START Material to process
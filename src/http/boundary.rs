//! Multipart boundary generators.
//!
//! The boundary string of a `multipart/form-data` body is browser specific
//! and fingerprintable. Blink and WebKit share one format, Gecko another.
//!
//! Entropy always comes from the operating system. If it cannot be read the
//! generator fails with [`ProfileError::RandomnessUnavailable`]; there is no
//! fallback to a weaker source.

use crate::base::profileerror::ProfileError;
use rand::rngs::OsRng;
use rand::RngCore;
use serde::{Deserialize, Serialize};
use std::fmt;
use std::sync::Arc;

/// Prefix used by Blink and WebKit.
pub const WEBKIT_PREFIX: &str = "----WebKitFormBoundary";

/// Random characters after [`WEBKIT_PREFIX`].
pub const WEBKIT_RANDOM_LEN: usize = 16;

/// Blink/WebKit encoding table. The trailing `AB` repeats the first two
/// entries, giving them double weight.
const WEBKIT_ALPHABET: &[u8; 64] =
    b"ABCDEFGHIJKLMNOPQRSTUVWXYZabcdefghijklmnopqrstuvwxyz0123456789AB";

/// Dash run used by Gecko before its random digits.
pub const GECKO_PREFIX: &str = "---------------------------";

/// Named boundary formats.
#[derive(Debug, Clone, Copy, PartialEq, Eq, Hash, Serialize, Deserialize)]
#[serde(rename_all = "lowercase")]
pub enum BoundaryStyle {
    /// `----WebKitFormBoundary` + 16 characters (Chrome, Edge, Safari).
    WebKit,
    /// 27 dashes + three random 32-bit decimals (Firefox).
    Gecko,
}

type BoundaryFn = dyn Fn() -> Result<String, ProfileError> + Send + Sync;

#[derive(Clone)]
enum Inner {
    Style(BoundaryStyle),
    Fixed(Arc<str>),
    Custom(Arc<BoundaryFn>),
}

/// A zero-argument boundary generator.
///
/// Cheap to clone and safe to call concurrently; every call draws fresh
/// randomness.
#[derive(Clone)]
pub struct BoundaryGenerator {
    inner: Inner,
}

impl BoundaryGenerator {
    /// Wrap a custom generator function.
    pub fn new<F>(f: F) -> Self
    where
        F: Fn() -> Result<String, ProfileError> + Send + Sync + 'static,
    {
        Self {
            inner: Inner::Custom(Arc::new(f)),
        }
    }

    pub fn webkit() -> Self {
        Self::from_style(BoundaryStyle::WebKit)
    }

    pub fn gecko() -> Self {
        Self::from_style(BoundaryStyle::Gecko)
    }

    pub fn from_style(style: BoundaryStyle) -> Self {
        Self {
            inner: Inner::Style(style),
        }
    }

    /// Always return the same boundary. Only useful for non-browser clients
    /// and tests.
    pub fn fixed(boundary: impl Into<String>) -> Self {
        Self {
            inner: Inner::Fixed(Arc::from(boundary.into())),
        }
    }

    /// Produce a fresh boundary.
    pub fn generate(&self) -> Result<String, ProfileError> {
        match &self.inner {
            Inner::Style(BoundaryStyle::WebKit) => webkit_boundary(),
            Inner::Style(BoundaryStyle::Gecko) => gecko_boundary(),
            Inner::Fixed(s) => Ok(s.to_string()),
            Inner::Custom(f) => f(),
        }
    }

    /// The named style, if this is one of the built-in formats.
    pub fn style(&self) -> Option<BoundaryStyle> {
        match self.inner {
            Inner::Style(style) => Some(style),
            _ => None,
        }
    }
}

impl Default for BoundaryGenerator {
    fn default() -> Self {
        Self::webkit()
    }
}

impl PartialEq for BoundaryGenerator {
    fn eq(&self, other: &Self) -> bool {
        match (&self.inner, &other.inner) {
            (Inner::Style(a), Inner::Style(b)) => a == b,
            (Inner::Fixed(a), Inner::Fixed(b)) => a == b,
            (Inner::Custom(a), Inner::Custom(b)) => Arc::ptr_eq(a, b),
            _ => false,
        }
    }
}

impl Eq for BoundaryGenerator {}

impl fmt::Debug for BoundaryGenerator {
    fn fmt(&self, f: &mut fmt::Formatter<'_>) -> fmt::Result {
        match &self.inner {
            Inner::Style(style) => f.debug_tuple("BoundaryGenerator").field(style).finish(),
            Inner::Fixed(s) => f.debug_tuple("BoundaryGenerator::Fixed").field(s).finish(),
            Inner::Custom(_) => f.write_str("BoundaryGenerator::Custom(..)"),
        }
    }
}

fn fill_random(buf: &mut [u8]) -> Result<(), ProfileError> {
    OsRng.try_fill_bytes(buf).map_err(|e| {
        tracing::error!(error = %e, "OS entropy source unavailable");
        ProfileError::RandomnessUnavailable(e.to_string())
    })
}

/// Blink/WebKit boundary: `----WebKitFormBoundary` + 16 characters.
///
/// Each character indexes the 64-entry table with the low 6 bits of an OS
/// random byte, exactly as Blink's `FormDataEncoder` does.
pub fn webkit_boundary() -> Result<String, ProfileError> {
    let mut random = [0u8; WEBKIT_RANDOM_LEN];
    fill_random(&mut random)?;

    let mut boundary = String::with_capacity(WEBKIT_PREFIX.len() + WEBKIT_RANDOM_LEN);
    boundary.push_str(WEBKIT_PREFIX);
    boundary.extend(
        random
            .iter()
            .map(|b| char::from(WEBKIT_ALPHABET[usize::from(b & 0x3F)])),
    );
    Ok(boundary)
}

/// Gecko boundary: 27 dashes followed by three random `u32` in decimal.
pub fn gecko_boundary() -> Result<String, ProfileError> {
    let mut random = [0u8; 12];
    fill_random(&mut random)?;

    let mut boundary = String::from(GECKO_PREFIX);
    for chunk in random.chunks_exact(4) {
        let n = u32::from_le_bytes([chunk[0], chunk[1], chunk[2], chunk[3]]);
        boundary.push_str(&n.to_string());
    }
    Ok(boundary)
}
//! Safari browser profiles.

use crate::base::profileerror::ProfileError;
use crate::emulation::registry::ProfileRegistry;
use crate::emulation::{Browser, ImpersonationProfile, ProfileFactory};
use crate::http::boundary::BoundaryGenerator;
use crate::http::h2fingerprint::{PriorityParam, PseudoOrder};
use crate::http::h2settings::H2Settings;
use crate::tls::TlsFingerprintId;

/// Safari browser versions for emulation.
#[derive(Debug, Clone, Copy, PartialEq, Eq, Hash, Default)]
#[non_exhaustive]
pub enum Safari {
    /// Safari 17 (macOS Sonoma)
    #[default]
    V17,
}

impl Safari {
    pub fn name(self) -> &'static str {
        match self {
            Safari::V17 => "safari_17",
        }
    }
}

impl ProfileFactory for Safari {
    fn profile(self) -> Result<ImpersonationProfile, ProfileError> {
        ProfileRegistry::builtin()?.get(self.name()).cloned()
    }
}

pub(crate) fn safari_v17() -> Result<ImpersonationProfile, ProfileError> {
    ImpersonationProfile::builder(Safari::V17.name())
        .identity(Browser::Safari, 17)
        .tls_fingerprint(TlsFingerprintId::Safari17)
        .http2_settings(H2Settings::safari())
        .window_increment(10_485_760)
        .pseudo_header_order(PseudoOrder::SAFARI)
        // Safari does not sort its headers alphabetically or by importance.
        .header_order([
            "host",
            "accept",
            "sec-fetch-site",
            "cookie",
            "sec-fetch-dest",
            "accept-language",
            "sec-fetch-mode",
            "user-agent",
            "referer",
            "accept-encoding",
        ])
        .default_headers([
            ("accept", "text/html,application/xhtml+xml,application/xml;q=0.9,*/*;q=0.8"),
            ("sec-fetch-site", "none"),
            ("sec-fetch-dest", "document"),
            ("accept-language", "en-US,en;q=0.9"),
            ("sec-fetch-mode", "navigate"),
            (
                "user-agent",
                "Mozilla/5.0 (Macintosh; Intel Mac OS X 10_15_7) AppleWebKit/605.1.15 (KHTML, like Gecko) Version/17.0 Safari/605.1.15",
            ),
        ])
        .header_priority(PriorityParam::safari())
        .boundary(BoundaryGenerator::webkit())
        .build()
}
END Material to process
State the number of lines above that hold the string "does", with nothing added.

2